After a campaign in which published polling has been thin on the ground, results overnight from YouGov Galaxy in the Herald Sun and uComms/ReachTEL in The Age both suggested Labor was most likely to be returned with an increased majority.
This was despite the at-best chequered record of Daniel Andrews’ government, and a campaign in which everything appeared to go horribly right for an opposition that had long staked its claim on law and order.
The notion that events were playing out decisively to the Coalition’s favour was encouraged last week by two Liberal eminences — Michael Kroger, who told the Financial Review last week that Labor was in so much trouble in the suburbs that Daniel Andrews would struggle to retain his seat of Mulgrave, and Jeff Kennett, who invoked his expertise as an authority on electoral upsets, notwithstanding his past record of failure at spotting them before they actually happen.
It now seems Kroger and Kennett were engaged either in bluff, or a strategic effort to encourage potential donors to open their cheque books.
Polls, betting markets and insider chatter have combined to give the impression that it’s actually Labor’s adversaries, on both the right and the left, who go into the election on the defensive.
The Liberals are reportedly growing pessimistic about gaining the “sandbelt” seats (Bentleigh, Mordialloc, Carrum and Frankston) that so often mean the difference between victory and defeat in Victorian elections, and both they and the Nationals are under pressure in the regions.
Labor is pitching resources at the western Victorian seat of Ripon, held by the Liberals on a margin of less than 1%, and hopes rapid urban development in Pakenham can deliver it Bass, an otherwise semi-rural seat south-east of Melbourne that the Liberals have held since it was created in 2002.
The Nationals will need strong preference flows from a crowded field of right-of-centre contenders to hold off Labor in the Latrobe Valley seat of Morwell, where troubled incumbent Russell Northe quit the Nationals in August to sit as an independent.

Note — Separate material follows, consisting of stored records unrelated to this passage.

//! A compact set text format modelled on community set sheets:
//!
//! ```text
//! Nickname (Species-form) (F) @ item
//! Level: 50
//! Shiny: Yes
//! Alpha: Yes
//! - 33
//! ```
//!
//! Species are written by name when known and as `#nnn` otherwise; forms,
//! items and moves are numeric ids.

use crate::entity::{Entity, MOVE_SLOTS};
use crate::regen::{RegenTemplate, DEFAULT_LEVEL};
use crate::services::SetTextCodec;
use schema::{Gender, Species};

/// Generation a parsed set is read as until the caller sets one.
pub const PARSE_FORMAT: u8 = 8;

#[derive(Debug, Clone, Copy, Default)]
pub struct SetText;

impl SetTextCodec for SetText {
    fn to_text(&self, entity: &Entity) -> String {
        let mut lines = vec![header_line(entity)];
        if entity.level != DEFAULT_LEVEL {
            lines.push(format!("Level: {}", entity.level));
        }
        if entity.shiny {
            lines.push("Shiny: Yes".to_string());
        }
        if entity.alpha {
            lines.push("Alpha: Yes".to_string());
        }
        lines.extend(
            entity
                .moves
                .iter()
                .filter(|&&m| m != 0)
                .map(|m| format!("- {}", m)),
        );
        lines.join("\n")
    }

    fn parse(&self, text: &str) -> Option<RegenTemplate> {
        let mut lines = text.lines().map(str::trim).filter(|line| !line.is_empty());
        let mut set = parse_header(lines.next()?)?;

        let mut slot = 0;
        for line in lines {
            if let Some(level) = line.strip_prefix("Level:") {
                set.level = level.trim().parse().ok()?;
            } else if let Some(flag) = line.strip_prefix("Shiny:") {
                set.shiny = is_yes(flag);
            } else if let Some(flag) = line.strip_prefix("Alpha:") {
                set.alpha = is_yes(flag);
            } else if let Some(move_id) = line.strip_prefix('-') {
                if slot < MOVE_SLOTS {
                    set.moves[slot] = move_id.trim().parse().ok()?;
                    slot += 1;
                }
            }
            // Unknown directives are ignored
        }
        Some(set)
    }
}

fn header_line(entity: &Entity) -> String {
    let mut species = entity.species.to_string();
    if entity.form != 0 {
        species = format!("{}-{}", species, entity.form);
    }
    let mut line = if entity.is_nicknamed && !entity.nickname.is_empty() {
        format!("{} ({})", entity.nickname, species)
    } else {
        species
    };
    if let Some(symbol) = entity.gender.symbol() {
        line.push_str(&format!(" ({})", symbol));
    }
    if entity.held_item != 0 {
        line.push_str(&format!(" @ {}", entity.held_item));
    }
    line
}

fn parse_header(line: &str) -> Option<RegenTemplate> {
    let (rest, item) = match line.split_once(" @ ") {
        Some((rest, item)) => (rest.trim(), item.trim().parse().ok()?),
        None => (line.trim(), 0),
    };

    let (rest, gender) = if let Some(rest) = rest.strip_suffix(" (M)") {
        (rest, Some(Gender::Male))
    } else if let Some(rest) = rest.strip_suffix(" (F)") {
        (rest, Some(Gender::Female))
    } else {
        (rest, None)
    };

    let (nickname, species_token) = match rest.strip_suffix(')').and_then(|r| r.rsplit_once(" (")) {
        Some((nickname, species)) => (Some(nickname.to_string()), species),
        None => (None, rest),
    };

    let (species, form) = parse_species_form(species_token)?;
    let mut set = RegenTemplate::new(species, PARSE_FORMAT);
    set.form = form;
    set.gender = gender;
    set.held_item = item;
    set.nickname = nickname;
    Some(set)
}

fn parse_species_form(token: &str) -> Option<(Species, u8)> {
    if let Some((name, form)) = token.rsplit_once('-') {
        if let Ok(form) = form.parse::<u8>() {
            return Some((parse_species(name)?, form));
        }
    }
    Some((parse_species(token)?, 0))
}

fn parse_species(token: &str) -> Option<Species> {
    match token.strip_prefix('#') {
        Some(id) => id.parse::<u16>().ok().map(Species),
        None => Species::from_name(token),
    }
}

fn is_yes(flag: &str) -> bool {
    flag.trim().eq_ignore_ascii_case("yes")
}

It has also been a nervous campaign for the Greens, who have been on the back foot over sexual misconduct controversies and myriad social media indiscretions.
Three of the party’s five upper house seats appear under threat from the disciplined micro-party preference networks, while in the lower house it walks a fine line between hoping for two more seats and fearing for the three it already has.
A poll earlier in the campaign suggested Labor would retain Richmond, despite the Liberals’ efforts to boost the Greens by not fielding a candidate, and Labor is increasingly hopeful of recovering Melbourne after its defeat there in 2014.
However, the transient young populations of inner-city areas are notoriously difficult to poll, and the Greens could equally find themselves surprised on the upside or the downside.
If the latter, Labor could yet emerge in the politically dangerous position of relying on Greens support to stay in power.
Overall though, Labor goes into the election facing as many opportunities as challenges, while the Coalition needs a number of boil-over results to have a chance of forming even a minority government.